Academics claim British comedy "is bigoted"
Experts attending a comedy conference at Salford University have claimed that British comedy is as racist and bigoted as it was back in the 1970s; dismissing claims that post-modern irony makes the jokes acceptable. Shows that have come under attack include Little Britain, in particular the Thai character Ting Tong.
One professor, Guy Redden of Lincoln University said, "Pleasure is derived from the expression of aggression against a target." Redden also said that Britain had moved from, "stereotype comedy with unflattering gags about social types where the white nation was working through the meaning of immigration," to a new area of, "Post-PC comedy."
Redden, along with Lloyd Peters of Salford and Susan Baker of the University of Teesside presented a paper, saying that stereotypes are perpetuated and compounded by comedy. They also said that," Comedy is utilising stigma. A sign or mark which designates the bearer as less than normal people [lies] at the heart of the joke."
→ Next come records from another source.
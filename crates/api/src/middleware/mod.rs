//! Request extractors that gate access.
//!
//! - [`auth::AdminSession`] -- requires a valid `auth_token` session cookie.

pub mod auth;
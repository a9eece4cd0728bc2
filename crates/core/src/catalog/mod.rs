//! Persistence boundary for movie records.
//!
//! Every store orders listings newest first (`created_at DESC`). Stores that
//! can push name matching and offset/limit down to their backend do so in
//! [`CatalogStore::find_by_name`]; [`CatalogStore::all`] exists for strategies
//! that must score every record in memory.

mod memory;

pub use memory::MemoryCatalogStore;

use async_trait::async_trait;

use crate::error::CoreError;
use crate::movie::{MovieRecord, NewMovie};
use crate::types::MovieId;

#[async_trait]
pub trait CatalogStore: Send + Sync {
    /// Persist a new record. The store assigns the id and timestamps.
    async fn insert(&self, input: NewMovie) -> Result<MovieRecord, CoreError>;

    /// Full replace of name, image, and links. `None` if `id` is unknown.
    async fn update(&self, id: MovieId, input: NewMovie)
        -> Result<Option<MovieRecord>, CoreError>;

    /// Hard delete. Returns `true` if a record was removed.
    async fn delete(&self, id: MovieId) -> Result<bool, CoreError>;

    async fn get(&self, id: MovieId) -> Result<Option<MovieRecord>, CoreError>;

    /// One page of the full catalog, newest first.
    async fn list_page(&self, offset: u64, limit: u32) -> Result<Vec<MovieRecord>, CoreError>;

    async fn count(&self) -> Result<u64, CoreError>;

    /// Case-insensitive substring match on name, newest first.
    ///
    /// Returns the requested page and the total number of matches.
    async fn find_by_name(
        &self,
        term: &str,
        offset: u64,
        limit: u32,
    ) -> Result<(Vec<MovieRecord>, u64), CoreError>;

    /// Every record, newest first.
    async fn all(&self) -> Result<Vec<MovieRecord>, CoreError>;
}
use async_trait::async_trait;
use chrono::Utc;
use tokio::sync::RwLock;

use super::CatalogStore;
use crate::error::CoreError;
use crate::movie::{MovieRecord, NewMovie};
use crate::pagination::paginate_from;
use crate::types::{new_movie_id, MovieId};

/// In-process store kept newest first.
///
/// Backs the API when `STORE_BACKEND=memory` and every HTTP-level test.
#[derive(Debug, Default)]
pub struct MemoryCatalogStore {
    records: RwLock<Vec<MovieRecord>>,
}

impl MemoryCatalogStore {
    pub fn new() -> Self {
        Self::default()
    }
}

#[async_trait]
impl CatalogStore for MemoryCatalogStore {
    async fn insert(&self, input: NewMovie) -> Result<MovieRecord, CoreError> {
        let record = MovieRecord::from_new(new_movie_id(), input, Utc::now());
        self.records.write().await.insert(0, record.clone());
        Ok(record)
    }

    async fn update(
        &self,
        id: MovieId,
        input: NewMovie,
    ) -> Result<Option<MovieRecord>, CoreError> {
        let mut records = self.records.write().await;
        Ok(records.iter_mut().find(|r| r.id == id).map(|r| {
            r.replace(input, Utc::now());
            r.clone()
        }))
    }

    async fn delete(&self, id: MovieId) -> Result<bool, CoreError> {
        let mut records = self.records.write().await;
        let before = records.len();
        records.retain(|r| r.id != id);
        Ok(records.len() < before)
    }

    async fn get(&self, id: MovieId) -> Result<Option<MovieRecord>, CoreError> {
        Ok(self.records.read().await.iter().find(|r| r.id == id).cloned())
    }

    async fn list_page(&self, offset: u64, limit: u32) -> Result<Vec<MovieRecord>, CoreError> {
        Ok(paginate_from(
            self.records.read().await.as_slice(),
            offset,
            limit,
        ))
    }

    async fn count(&self) -> Result<u64, CoreError> {
        Ok(self.records.read().await.len() as u64)
    }

    async fn find_by_name(
        &self,
        term: &str,
        offset: u64,
        limit: u32,
    ) -> Result<(Vec<MovieRecord>, u64), CoreError> {
        let needle = term.to_lowercase();
        let matches: Vec<MovieRecord> = self
            .records
            .read()
            .await
            .iter()
            .filter(|r| r.name.to_lowercase().contains(&needle))
            .cloned()
            .collect();
        let total = matches.len() as u64;
        Ok((paginate_from(&matches, offset, limit), total))
    }

    async fn all(&self) -> Result<Vec<MovieRecord>, CoreError> {
        Ok(self.records.read().await.clone())
    }
}

#[cfg(test)]
mod tests {
    use super::*;
    use crate::movie::DownloadLinks;

    fn movie(name: &str) -> NewMovie {
        NewMovie {
            name: name.to_string(),
            image: "http://img".to_string(),
            links: DownloadLinks::List(vec!["http://dl".to_string()]),
        }
    }

    #[tokio::test]
    async fn listing_is_newest_first() {
        let store = MemoryCatalogStore::new();
        store.insert(movie("first")).await.unwrap();
        store.insert(movie("second")).await.unwrap();

        let page = store.list_page(0, 10).await.unwrap();
        let names: Vec<_> = page.iter().map(|r| r.name.as_str()).collect();
        assert_eq!(names, ["second", "first"]);
    }

    #[tokio::test]
    async fn update_keeps_id_and_created_at() {
        let store = MemoryCatalogStore::new();
        let created = store.insert(movie("old")).await.unwrap();

        let updated = store
            .update(created.id, movie("new"))
            .await
            .unwrap()
            .expect("record exists");
        assert_eq!(updated.id, created.id);
        assert_eq!(updated.created_at, created.created_at);
        assert_eq!(updated.name, "new");
    }

    #[tokio::test]
    async fn update_and_delete_unknown_id() {
        let store = MemoryCatalogStore::new();
        let id = new_movie_id();
        assert!(store.update(id, movie("x")).await.unwrap().is_none());
        assert!(!store.delete(id).await.unwrap());
    }

    #[tokio::test]
    async fn find_by_name_reports_total_and_pages() {
        let store = MemoryCatalogStore::new();
        for i in 0..12 {
            store.insert(movie(&format!("Saw {i}"))).await.unwrap();
        }
        store.insert(movie("Up")).await.unwrap();

        let (page, total) = store.find_by_name("saw", 10, 10).await.unwrap();
        assert_eq!(total, 12);
        assert_eq!(page.len(), 2);
    }
}
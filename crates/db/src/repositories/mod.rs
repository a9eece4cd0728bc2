//! Repository layer: one zero-sized struct per table with async query methods.

pub mod movie_repo;

pub use movie_repo::MovieRepo;
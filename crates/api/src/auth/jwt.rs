//! Admin session tokens.
//!
//! Sessions are HS256-signed JWTs carrying a [`Claims`] payload. They are
//! handed to the browser in an http-only cookie and expire after
//! [`JwtConfig::expiry_mins`].

use jsonwebtoken::{decode, encode, DecodingKey, EncodingKey, Header, Validation};
use serde::{Deserialize, Serialize};
use uuid::Uuid;

/// JWT claims embedded in every session token.
#[derive(Debug, Serialize, Deserialize, Clone)]
pub struct Claims {
    /// Whether the bearer may use the admin endpoints.
    pub admin: bool,
    /// Expiration time (UTC Unix timestamp).
    pub exp: i64,
    /// Issued-at time (UTC Unix timestamp).
    pub iat: i64,
    /// Unique token identifier (UUID v4) for audit.
    pub jti: String,
}

/// Configuration for session token generation and validation.
#[derive(Debug, Clone)]
pub struct JwtConfig {
    /// HMAC-SHA256 secret used to sign and verify tokens.
    pub secret: String,
    /// Session lifetime in minutes (default: 60).
    pub expiry_mins: i64,
}

/// Default session expiry in minutes.
const DEFAULT_EXPIRY_MINS: i64 = 60;

impl JwtConfig {
    /// Load JWT configuration from environment variables.
    ///
    /// | Env Var           | Required | Default |
    /// |-------------------|----------|---------|
    /// | `JWT_SECRET`      | **yes**  | --      |
    /// | `JWT_EXPIRY_MINS` | no       | `60`    |
    ///
    /// # Panics
    ///
    /// Panics if `JWT_SECRET` is not set or is empty.
    pub fn from_env() -> Self {
        let secret =
            std::env::var("JWT_SECRET").expect("JWT_SECRET must be set in the environment");
        assert!(!secret.is_empty(), "JWT_SECRET must not be empty");

        let expiry_mins: i64 = std::env::var("JWT_EXPIRY_MINS")
            .unwrap_or_else(|_| DEFAULT_EXPIRY_MINS.to_string())
            .parse()
            .expect("JWT_EXPIRY_MINS must be a valid i64");

        Self {
            secret,
            expiry_mins,
        }
    }

    /// Session lifetime in seconds, used for the cookie `Max-Age`.
    pub fn expiry_secs(&self) -> i64 {
        self.expiry_mins * 60
    }
}

/// Generate an HS256 admin session token.
pub fn generate_admin_token(config: &JwtConfig) -> Result<String, jsonwebtoken::errors::Error> {
    let now = chrono::Utc::now().timestamp();

    let claims = Claims {
        admin: true,
        exp: now + config.expiry_secs(),
        iat: now,
        jti: Uuid::new_v4().to_string(),
    };

    encode(
        &Header::default(), // HS256
        &claims,
        &EncodingKey::from_secret(config.secret.as_bytes()),
    )
}

/// Validate and decode a session token, returning the embedded [`Claims`].
///
/// Validates the signature and expiration automatically.
pub fn validate_token(
    token: &str,
    config: &JwtConfig,
) -> Result<Claims, jsonwebtoken::errors::Error> {
    let token_data = decode::<Claims>(
        token,
        &DecodingKey::from_secret(config.secret.as_bytes()),
        &Validation::default(), // HS256, validates exp
    )?;
    Ok(token_data.claims)
}
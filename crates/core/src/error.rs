#[derive(Debug, thiserror::Error)]
pub enum CoreError {
    #[error("Entity not found: {entity} with id {id}")]
    NotFound { entity: &'static str, id: String },

    #[error("Validation failed: {0}")]
    Validation(String),

    #[error("Unauthorized: {0}")]
    Unauthorized(String),

    /// No search strategy is configured for this deployment.
    #[error("Search engine unavailable")]
    SearchUnavailable,

    #[error("Internal error: {0}")]
    Internal(String),
}
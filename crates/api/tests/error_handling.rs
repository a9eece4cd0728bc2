//! Status codes and bodies produced by `AppError` and `PageError`.

use assert_matches::assert_matches;
use axum::http::StatusCode;
use axum::response::IntoResponse;
use http_body_util::BodyExt;
use marquee_api::error::{AppError, PageError, SEARCH_UNAVAILABLE_MESSAGE};
use marquee_core::error::CoreError;
use serde_json::Value;

async fn into_json(response: axum::response::Response) -> (StatusCode, Value) {
    let status = response.status();
    let bytes = response.into_body().collect().await.unwrap().to_bytes();
    (status, serde_json::from_slice(&bytes).unwrap())
}

#[test]
fn test_not_found_names_the_entity() {
    let err = AppError::Core(CoreError::NotFound {
        entity: "Movie",
        id: "abc".into(),
    });
    let (status, body) = err.to_parts();
    assert_eq!(status, StatusCode::NOT_FOUND);
    assert_eq!(body["success"], false);
    assert_eq!(body["message"], "Movie not found");
    assert_eq!(body["code"], "NOT_FOUND");
}

#[test]
fn test_validation_maps_to_400() {
    let (status, body) = AppError::from(CoreError::Validation("bad".into())).to_parts();
    assert_eq!(status, StatusCode::BAD_REQUEST);
    assert_eq!(body["message"], "bad");
    assert_eq!(body["code"], "VALIDATION_ERROR");
    assert!(body.get("error").is_none());
}

#[test]
fn test_internal_hides_detail_in_message() {
    let (status, body) = AppError::from(CoreError::Internal("pool timed out".into())).to_parts();
    assert_eq!(status, StatusCode::INTERNAL_SERVER_ERROR);
    assert_eq!(body["message"], "Server Error");
    assert_eq!(body["error"], "pool timed out");
}

#[test]
fn test_search_unavailable_is_friendly() {
    let (status, body) = AppError::from(CoreError::SearchUnavailable).to_parts();
    assert_eq!(status, StatusCode::INTERNAL_SERVER_ERROR);
    assert_eq!(body["message"], SEARCH_UNAVAILABLE_MESSAGE);
    assert_eq!(body["code"], "SEARCH_UNAVAILABLE");
}

#[test]
fn test_core_error_converts_transparently() {
    let err: AppError = CoreError::Unauthorized("Unauthorized".into()).into();
    assert_matches!(err, AppError::Core(CoreError::Unauthorized(_)));
    assert_eq!(err.to_string(), "Unauthorized: Unauthorized");
}

#[tokio::test]
async fn test_page_error_includes_fallback_pagination() {
    let err = PageError::new(CoreError::Internal("boom".into()), 3);
    let (status, body) = into_json(err.into_response()).await;
    assert_eq!(status, StatusCode::INTERNAL_SERVER_ERROR);
    assert_eq!(body["success"], false);
    assert_eq!(body["pagination"]["currentPage"], 3);
    assert_eq!(body["pagination"]["totalPages"], 1);
    assert_eq!(body["pagination"]["totalMovies"], 0);
}

#[tokio::test]
async fn test_bad_request_response() {
    let (status, body) = into_json(AppError::BadRequest("nope".into()).into_response()).await;
    assert_eq!(status, StatusCode::BAD_REQUEST);
    assert_eq!(body["code"], "BAD_REQUEST");
    assert_eq!(body["message"], "nope");
}

#[test]
fn test_routing_errors_map_to_their_statuses() {
    let cases = [
        (AppError::RouteNotFound, StatusCode::NOT_FOUND, "NOT_FOUND"),
        (AppError::MethodNotAllowed, StatusCode::METHOD_NOT_ALLOWED, "METHOD_NOT_ALLOWED"),
        (AppError::Timeout, StatusCode::REQUEST_TIMEOUT, "REQUEST_TIMEOUT"),
    ];
    for (err, status, code) in cases {
        let (actual, body) = err.to_parts();
        assert_eq!(actual, status);
        assert_eq!(body["success"], false);
        assert_eq!(body["code"], code);
    }
}
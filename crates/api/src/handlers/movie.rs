//! Handlers for the `/movies` resource: listing, search, and admin CRUD.

use std::time::Instant;

use axum::extract::rejection::JsonRejection;
use axum::extract::{Path, State};
use axum::http::StatusCode;
use axum::Json;
use marquee_core::assembler::{assemble, MoviePage};
use marquee_core::error::CoreError;
use marquee_core::movie::{MovieInput, MovieRecord, NewMovie};
use marquee_core::search::TERM_REQUIRED;
use marquee_core::types::MovieId;

use crate::error::{AppError, AppResult, PageError};
use crate::middleware::auth::AdminSession;
use crate::query::{PageParams, SearchParams};
use crate::response::{DataResponse, MessageResponse};
use crate::state::AppState;

// ---------------------------------------------------------------------------
// Helpers
// ---------------------------------------------------------------------------

/// Parse a path id. Anything that is not a UUID cannot name a movie.
fn parse_id(raw: &str) -> AppResult<MovieId> {
    raw.parse::<MovieId>().map_err(|_| not_found(raw))
}

fn not_found(id: impl ToString) -> AppError {
    AppError::Core(CoreError::NotFound {
        entity: "Movie",
        id: id.to_string(),
    })
}

/// Unwrap a JSON body and validate it against the deployment's link schema.
fn validated_body(
    state: &AppState,
    body: Result<Json<MovieInput>, JsonRejection>,
) -> AppResult<NewMovie> {
    let Json(input) = body.map_err(|rejection| AppError::BadRequest(rejection.body_text()))?;
    Ok(input.validate(state.config.link_schema)?)
}

// ---------------------------------------------------------------------------
// Listing and search
// ---------------------------------------------------------------------------

/// GET /api/movies?page=
///
/// One page of the catalog, newest first. Offset and limit go to the store.
pub async fn list(
    State(state): State<AppState>,
    params: PageParams,
) -> Result<Json<MoviePage>, PageError> {
    let query = params.descriptor();

    let records = state
        .store
        .list_page(query.offset(), query.page_size)
        .await
        .map_err(|e| PageError::new(e, query.page))?;
    let total = state
        .store
        .count()
        .await
        .map_err(|e| PageError::new(e, query.page))?;

    Ok(Json(assemble(records, total, query.page, query.page_size)))
}

/// GET /api/movies/search?q=&page=
///
/// Runs the deployment's search strategy. A missing or blank `q` is a 400;
/// a disabled search backend yields a friendly 500 message.
pub async fn search(
    State(state): State<AppState>,
    params: SearchParams,
) -> Result<Json<MoviePage>, PageError> {
    let query = params.descriptor();
    if query.is_listing() {
        return Err(PageError::new(
            AppError::BadRequest(TERM_REQUIRED.into()),
            query.page,
        ));
    }

    let start = Instant::now();
    let hits = state
        .search
        .search(state.store.as_ref(), &query)
        .await
        .map_err(|e| PageError::new(e, query.page))?;

    tracing::debug!(
        query = ?query.term,
        strategy = %state.search.kind(),
        page = query.page,
        matches = hits.total,
        duration_ms = start.elapsed().as_millis() as u64,
        "Search executed",
    );

    Ok(Json(assemble(
        hits.records,
        hits.total,
        query.page,
        query.page_size,
    )))
}

// ---------------------------------------------------------------------------
// CRUD
// ---------------------------------------------------------------------------

/// POST /api/movies
pub async fn create(
    admin: AdminSession,
    State(state): State<AppState>,
    body: Result<Json<MovieInput>, JsonRejection>,
) -> AppResult<(StatusCode, Json<DataResponse<MovieRecord>>)> {
    let input = validated_body(&state, body)?;
    let movie = state.store.insert(input).await?;

    tracing::info!(movie_id = %movie.id, name = %movie.name, session = %admin.jti, "Movie created");
    Ok((StatusCode::CREATED, Json(DataResponse::ok(movie))))
}

/// GET /api/movies/{id}
pub async fn get_by_id(
    State(state): State<AppState>,
    Path(id): Path<String>,
) -> AppResult<Json<DataResponse<MovieRecord>>> {
    let movie_id = parse_id(&id)?;
    let movie = state
        .store
        .get(movie_id)
        .await?
        .ok_or_else(|| not_found(movie_id))?;
    Ok(Json(DataResponse::ok(movie)))
}

/// PUT /api/movies/{id}
///
/// Full replace of name, image, and links.
pub async fn update(
    admin: AdminSession,
    State(state): State<AppState>,
    Path(id): Path<String>,
    body: Result<Json<MovieInput>, JsonRejection>,
) -> AppResult<Json<DataResponse<MovieRecord>>> {
    let movie_id = parse_id(&id)?;
    let input = validated_body(&state, body)?;
    let movie = state
        .store
        .update(movie_id, input)
        .await?
        .ok_or_else(|| not_found(movie_id))?;

    tracing::info!(movie_id = %movie.id, session = %admin.jti, "Movie updated");
    Ok(Json(DataResponse::ok(movie)))
}

/// DELETE /api/movies/{id}
pub async fn delete(
    admin: AdminSession,
    State(state): State<AppState>,
    Path(id): Path<String>,
) -> AppResult<Json<MessageResponse>> {
    let movie_id = parse_id(&id)?;
    if !state.store.delete(movie_id).await? {
        return Err(not_found(movie_id));
    }

    tracing::info!(movie_id = %movie_id, session = %admin.jti, "Movie deleted");
    Ok(Json(MessageResponse::ok("Movie deleted successfully")))
}
//! Handlers for the `/auth` resource (admin login and logout).

use axum::extract::rejection::JsonRejection;
use axum::extract::State;
use axum::http::header::SET_COOKIE;
use axum::response::{AppendHeaders, IntoResponse};
use axum::Json;
use marquee_core::error::CoreError;
use serde::Deserialize;
use validator::Validate;

use crate::auth::cookie::{clear_cookie, session_cookie};
use crate::auth::jwt::generate_admin_token;
use crate::auth::password::verify_password;
use crate::error::{AppError, AppResult};
use crate::response::MessageResponse;
use crate::state::AppState;

/// Request body for `POST /auth/login`.
#[derive(Debug, Deserialize, Validate)]
pub struct LoginRequest {
    #[validate(length(min = 1, message = "password is required"))]
    pub password: String,
}

fn invalid_password() -> AppError {
    AppError::Core(CoreError::Unauthorized("Invalid password".into()))
}

/// POST /api/auth/login
///
/// Check the admin password and, on success, set the `auth_token` cookie.
pub async fn login(
    State(state): State<AppState>,
    body: Result<Json<LoginRequest>, JsonRejection>,
) -> AppResult<impl IntoResponse> {
    let Json(input) = body.map_err(|rejection| AppError::BadRequest(rejection.body_text()))?;
    input
        .validate()
        .map_err(|e| AppError::BadRequest(e.to_string()))?;

    let Some(hash) = state.config.admin_password_hash.as_deref() else {
        tracing::warn!("Login attempted but ADMIN_PASSWORD_HASH is not configured");
        return Err(invalid_password());
    };

    let valid = verify_password(&input.password, hash)
        .map_err(|e| AppError::InternalError(format!("Password verification error: {e}")))?;
    if !valid {
        tracing::info!("Admin login rejected");
        return Err(invalid_password());
    }

    let jwt = &state.config.jwt;
    let token = generate_admin_token(jwt)
        .map_err(|e| AppError::InternalError(format!("Token generation error: {e}")))?;
    let cookie = session_cookie(&token, jwt.expiry_secs(), state.config.cookie_secure);

    tracing::info!("Admin logged in");
    Ok((
        AppendHeaders([(SET_COOKIE, cookie)]),
        Json(MessageResponse::ok("Logged in")),
    ))
}

/// POST /api/auth/logout
///
/// Expire the session cookie. Succeeds whether or not a session existed.
pub async fn logout(State(state): State<AppState>) -> impl IntoResponse {
    (
        AppendHeaders([(SET_COOKIE, clear_cookie(state.config.cookie_secure))]),
        Json(MessageResponse::ok("Logged out")),
    )
}
//! Argon2id hashing and verification of the admin password.
//!
//! The server only ever stores the PHC-formatted hash (`ADMIN_PASSWORD_HASH`);
//! algorithm parameters and salt are embedded in the hash itself.

use argon2::password_hash::rand_core::OsRng;
use argon2::password_hash::{PasswordHash, PasswordHasher, PasswordVerifier, SaltString};
use argon2::Argon2;

/// Hash a plaintext password using Argon2id with a random salt.
///
/// Returns the PHC-formatted hash string (includes algorithm, params, salt, and hash).
pub fn hash_password(password: &str) -> Result<String, argon2::password_hash::Error> {
    let salt = SaltString::generate(&mut OsRng);
    let hash = Argon2::default().hash_password(password.as_bytes(), &salt)?;
    Ok(hash.to_string())
}

/// Verify a plaintext password against a stored PHC-formatted Argon2id hash.
///
/// Returns `Ok(true)` if the password matches, `Ok(false)` if it does not.
pub fn verify_password(password: &str, hash: &str) -> Result<bool, argon2::password_hash::Error> {
    let parsed_hash = PasswordHash::new(hash)?;
    match Argon2::default().verify_password(password.as_bytes(), &parsed_hash) {
        Ok(()) => Ok(true),
        Err(argon2::password_hash::Error::Password) => Ok(false),
        Err(e) => Err(e),
    }
}
use std::sync::Arc;

use marquee_core::catalog::CatalogStore;
use marquee_core::search::SearchEngine;
use marquee_db::LazyPool;

use crate::config::ServerConfig;

/// Shared application state available to all Axum handlers via `State<AppState>`.
///
/// This is cheaply cloneable (inner data is behind `Arc` or is already `Clone`).
#[derive(Clone)]
pub struct AppState {
    /// Where movie records are read and written.
    pub store: Arc<dyn CatalogStore>,
    /// The deployment's search strategy (possibly disabled).
    pub search: SearchEngine,
    /// Server configuration.
    pub config: Arc<ServerConfig>,
    /// Lazily opened Postgres pool, when the postgres backend is active.
    pub db: Option<Arc<LazyPool>>,
}
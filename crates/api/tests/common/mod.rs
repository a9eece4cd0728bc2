#![allow(dead_code)]

use std::sync::{Arc, OnceLock};

use axum::body::Body;
use axum::http::header::{CONTENT_TYPE, COOKIE};
use axum::http::{Method, Request, Response};
use axum::Router;
use http_body_util::BodyExt;
use serde_json::Value;
use tower::ServiceExt;

use marquee_api::auth::jwt::{generate_admin_token, JwtConfig};
use marquee_api::auth::password::hash_password;
use marquee_api::config::{ServerConfig, StoreBackend, StoreConfig};
use marquee_api::router::build_app_router;
use marquee_api::state::AppState;
use marquee_core::catalog::MemoryCatalogStore;
use marquee_core::movie::LinkSchema;
use marquee_core::search::{SearchEngine, SearchKind, DEFAULT_FUZZY_THRESHOLD};

/// Plaintext admin password accepted by every test app.
pub const TEST_PASSWORD: &str = "open-sesame-123";

/// Argon2 is slow in debug builds, so hash the test password once.
fn test_password_hash() -> String {
    static HASH: OnceLock<String> = OnceLock::new();
    HASH.get_or_init(|| hash_password(TEST_PASSWORD).expect("hashing should succeed"))
        .clone()
}

/// Build a test `ServerConfig` backed by the in-memory store.
pub fn test_config(search: SearchKind, link_schema: LinkSchema) -> ServerConfig {
    ServerConfig {
        host: "127.0.0.1".to_string(),
        port: 0,
        cors_origins: vec!["http://localhost:3000".to_string()],
        request_timeout_secs: 30,
        store: StoreConfig {
            backend: StoreBackend::Memory,
            database_url: None,
            max_connections: 1,
            run_migrations: false,
        },
        search_strategy: search,
        fuzzy_threshold: DEFAULT_FUZZY_THRESHOLD,
        link_schema,
        jwt: JwtConfig {
            secret: "test-secret-that-is-long-enough-for-hmac".to_string(),
            expiry_mins: 60,
        },
        admin_password_hash: None,
        cookie_secure: false,
    }
}

/// A router over a fresh in-memory catalog.
///
/// `Router` is cheap to clone, so each request runs against a clone while
/// the underlying store is shared.
pub struct TestApp {
    pub router: Router,
    pub config: ServerConfig,
}

impl TestApp {
    /// Exact search, list-of-links schema, admin login disabled.
    pub fn new() -> Self {
        Self::from_config(test_config(SearchKind::Exact, LinkSchema::List))
    }

    pub fn with(search: SearchKind, link_schema: LinkSchema) -> Self {
        Self::from_config(test_config(search, link_schema))
    }

    /// Like [`TestApp::new`] but with [`TEST_PASSWORD`] configured for login.
    pub fn with_login() -> Self {
        let mut config = test_config(SearchKind::Exact, LinkSchema::List);
        config.admin_password_hash = Some(test_password_hash());
        Self::from_config(config)
    }

    pub fn from_config(config: ServerConfig) -> Self {
        let state = AppState {
            store: Arc::new(MemoryCatalogStore::new()),
            search: SearchEngine::new(config.search_strategy, config.fuzzy_threshold),
            config: Arc::new(config.clone()),
            db: None,
        };
        let router = build_app_router(state, &config);
        Self { router, config }
    }

    /// `Cookie` header value carrying a freshly minted admin session.
    pub fn admin_cookie(&self) -> String {
        let token = generate_admin_token(&self.config.jwt).expect("token generation should succeed");
        format!("auth_token={token}")
    }

    pub async fn request(
        &self,
        method: Method,
        uri: &str,
        body: Option<Value>,
        cookie: Option<&str>,
    ) -> Response<Body> {
        let mut builder = Request::builder().method(method).uri(uri);
        if let Some(cookie) = cookie {
            builder = builder.header(COOKIE, cookie);
        }
        let request = match body {
            Some(json) => builder
                .header(CONTENT_TYPE, "application/json")
                .body(Body::from(json.to_string())),
            None => builder.body(Body::empty()),
        }
        .unwrap();

        self.router.clone().oneshot(request).await.unwrap()
    }

    pub async fn get(&self, uri: &str) -> Response<Body> {
        self.request(Method::GET, uri, None, None).await
    }

    /// POST a movie with a valid admin session.
    pub async fn admin_post(&self, uri: &str, body: Value) -> Response<Body> {
        let cookie = self.admin_cookie();
        self.request(Method::POST, uri, Some(body), Some(&cookie)).await
    }

    pub async fn admin_put(&self, uri: &str, body: Value) -> Response<Body> {
        let cookie = self.admin_cookie();
        self.request(Method::PUT, uri, Some(body), Some(&cookie)).await
    }

    pub async fn admin_delete(&self, uri: &str) -> Response<Body> {
        let cookie = self.admin_cookie();
        self.request(Method::DELETE, uri, None, Some(&cookie)).await
    }

    /// Create a movie with a list-of-links body and return its id.
    pub async fn seed_movie(&self, name: &str) -> String {
        let body = serde_json::json!({
            "name": name,
            "image": "http://img/cover.png",
            "link": ["http://dl/file.mkv"],
        });
        let response = self.admin_post("/api/movies", body).await;
        assert_eq!(response.status(), axum::http::StatusCode::CREATED);
        body_json(response).await["data"]["id"]
            .as_str()
            .expect("id is a string")
            .to_string()
    }
}

/// Collect a response body and parse it as JSON.
pub async fn body_json(response: Response<Body>) -> Value {
    let bytes = response.into_body().collect().await.unwrap().to_bytes();
    serde_json::from_slice(&bytes).unwrap()
}
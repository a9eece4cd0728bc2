pub mod auth;
pub mod movie;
Redden later said that he accepted that, "Unlike the discriminatory humour of the Seventies, [today’s] performers are aware of the power and meaning of the taboos they choose to break," but argued that did not make the humour acceptable.
But some people, such as Nigel Mather of the University of Kent claimed that the fact that Ting Tong turned her husband Dudley’s flat into a Thai restaurant is empowering.
The conference is still continuing.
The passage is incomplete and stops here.